We will denote an element of $SO(2)$ by $R(\phi)$. To speak of "the" generator we need to choose a specific parametrization of $SO(2)$; it looks like the one we're using here is

$$R(\phi) = \begin{pmatrix} \cos \phi & \sin \phi \\ - \sin \phi & \cos \phi \end{pmatrix}.$$

This is the same as what you called $g(\phi)$, so let's not use two names for the same thing. The generator (i.e., basis element) of the algebra is

$$T = -i R'(0) = \begin{pmatrix} 0 & -i \\ i & 0 \end{pmatrix},$$

so that we have $R(\phi) = e^{i \phi T}$. The Lie algebra is a one-dimensional real vector space, isomorphic to $\mathbb{R}$. We would normally be interested in the commutators of elements, but since this is one dimensional this is pretty trivial: for any elements $A = \alpha T$ and $B = \beta T$ in the Lie algebra, we have $[A,B] = [\alpha T, \beta T] = 0$.

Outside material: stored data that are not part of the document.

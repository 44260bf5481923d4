// Dotlanth
// Copyright (C) 2025 Synerthink

// This program is free software: you can redistribute it and/or modify
// it under the terms of the GNU Affero General Public License as published by
// the Free Software Foundation, either version 3 of the License, or
// (at your option) any later version.

// This program is distributed in the hope that it will be useful,
// but WITHOUT ANY WARRANTY; without even the implied warranty of
// MERCHANTABILITY or FITNESS FOR A PARTICULAR PURPOSE.  See the
// GNU Affero General Public License for more details.

// You should have received a copy of the GNU Affero General Public License
// along with this program.  If not, see <http://www.gnu.org/licenses/>.

//! Configuration management for the HTTP gateway

use std::env;
use std::path::PathBuf;
use std::str::FromStr;
use std::time::Duration;
use tracing::warn;

const DEFAULT_PORT: u16 = 8081;
const DEFAULT_MAX_BODY_SIZE: usize = 1024 * 1024;
const DEFAULT_REQUEST_TIMEOUT_MS: u64 = 30_000;
/// Resolved against the working directory
const DEFAULT_DOCS_FILE: &str = "docs/echo_service.swagger.json";

/// Configuration for the HTTP gateway
#[derive(Debug, Clone)]
pub struct Config {
    /// Host the HTTP listener binds to
    pub host: String,

    /// Port the HTTP listener binds to
    pub port: u16,

    /// `host:port` of the echo runtime
    pub rpc_endpoint: String,

    /// Reserved path serving the interface description document
    pub docs_path: String,

    /// File served verbatim at `docs_path`
    pub docs_file: Option<PathBuf>,

    /// Maximum request body size in bytes
    pub max_body_size: usize,

    /// Deadline for unary calls and for the first message of a stream
    pub request_timeout: Duration,
}

impl Default for Config {
    fn default() -> Self {
        Self {
            host: "0.0.0.0".to_string(),
            port: DEFAULT_PORT,
            rpc_endpoint: "127.0.0.1:50051".to_string(),
            docs_path: "/swagger".to_string(),
            docs_file: Some(PathBuf::from(DEFAULT_DOCS_FILE)),
            max_body_size: DEFAULT_MAX_BODY_SIZE,
            request_timeout: Duration::from_millis(DEFAULT_REQUEST_TIMEOUT_MS),
        }
    }
}

impl Config {
    /// Load configuration from environment variables
    pub fn from_env() -> Self {
        let mut config = Self::default();

        if let Ok(host) = env::var("ECHO_GATEWAY_HOST") {
            config.host = host;
        }

        if let Some(port) = parse_env("ECHO_GATEWAY_PORT") {
            config.port = port;
        }

        if let Ok(endpoint) = env::var("ECHO_RPC_ENDPOINT") {
            config.rpc_endpoint = endpoint;
        }

        if let Ok(path) = env::var("ECHO_GATEWAY_DOCS_PATH") {
            config.docs_path = normalize_path(&path);
        }

        if let Ok(file) = env::var("ECHO_GATEWAY_DOCS_FILE") {
            config.docs_file = if file.trim().is_empty() { None } else { Some(PathBuf::from(file)) };
        }

        if let Some(max_body_size) = parse_env("ECHO_GATEWAY_MAX_BODY") {
            config.max_body_size = max_body_size;
        }

        if let Some(timeout) = parse_env::<u64>("ECHO_GATEWAY_TIMEOUT_MS") {
            config.request_timeout = Duration::from_millis(timeout);
        }

        config
    }

    /// `host:port` the HTTP listener binds to
    pub fn bind_address(&self) -> String {
        format!("{}:{}", self.host, self.port)
    }

    pub fn with_rpc_endpoint(mut self, endpoint: impl Into<String>) -> Self {
        self.rpc_endpoint = endpoint.into();
        self
    }

    pub fn with_docs_file(mut self, file: Option<PathBuf>) -> Self {
        self.docs_file = file;
        self
    }

    pub fn with_request_timeout(mut self, timeout: Duration) -> Self {
        self.request_timeout = timeout;
        self
    }
}

fn normalize_path(path: &str) -> String {
    let path = path.trim();
    if path.starts_with('/') { path.to_string() } else { format!("/{}", path) }
}

fn parse_env<T>(key: &str) -> Option<T>
where
    T: FromStr,
    T::Err: std::fmt::Display,
{
    let raw = env::var(key).ok()?;
    match raw.trim().parse() {
        Ok(value) => Some(value),
        Err(e) => {
            warn!("Ignoring invalid {}={:?}: {}", key, raw, e);
            None
        }
    }
}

Next we have the vector space $V$ of smooth complex functions on $\mathbb{R}^2$, and we want to look at both group and algebra representations. A group representation is a function $\rho_G$ that takes an element of $SO(2)$ and returns a linear operator on $V$, such that $\rho_G(R_1) \rho_G(R_2) = \rho_G(R_1 R_2)$. There is a canonical representation on the space of functions, given by $(\rho_G(R)\psi)(\mathbf{x}) \equiv \psi(R^{-1} \mathbf{x})$. The inverse is necessary to make this obey the group composition law. Next, a Lie algebra representation is a function $\rho_A$ which takes an element $X$ of the algebra and returns a linear operator on $V$, such that $[\rho_A(X_1), \rho_A(X_2)] = \rho_A([X_1,X_2])$. We are given a representation defined by $\rho_A(T) = i \left(y \partial_x - x \partial_y \right)$, with $\rho_A(X)$ defined for all $X$ by linearity, since $\{T\}$ is a basis for the algebra. Showing that this is in fact a representation is easy because the commutators are always trivial. If our algebra wasn't one dimensional we would have some work to do.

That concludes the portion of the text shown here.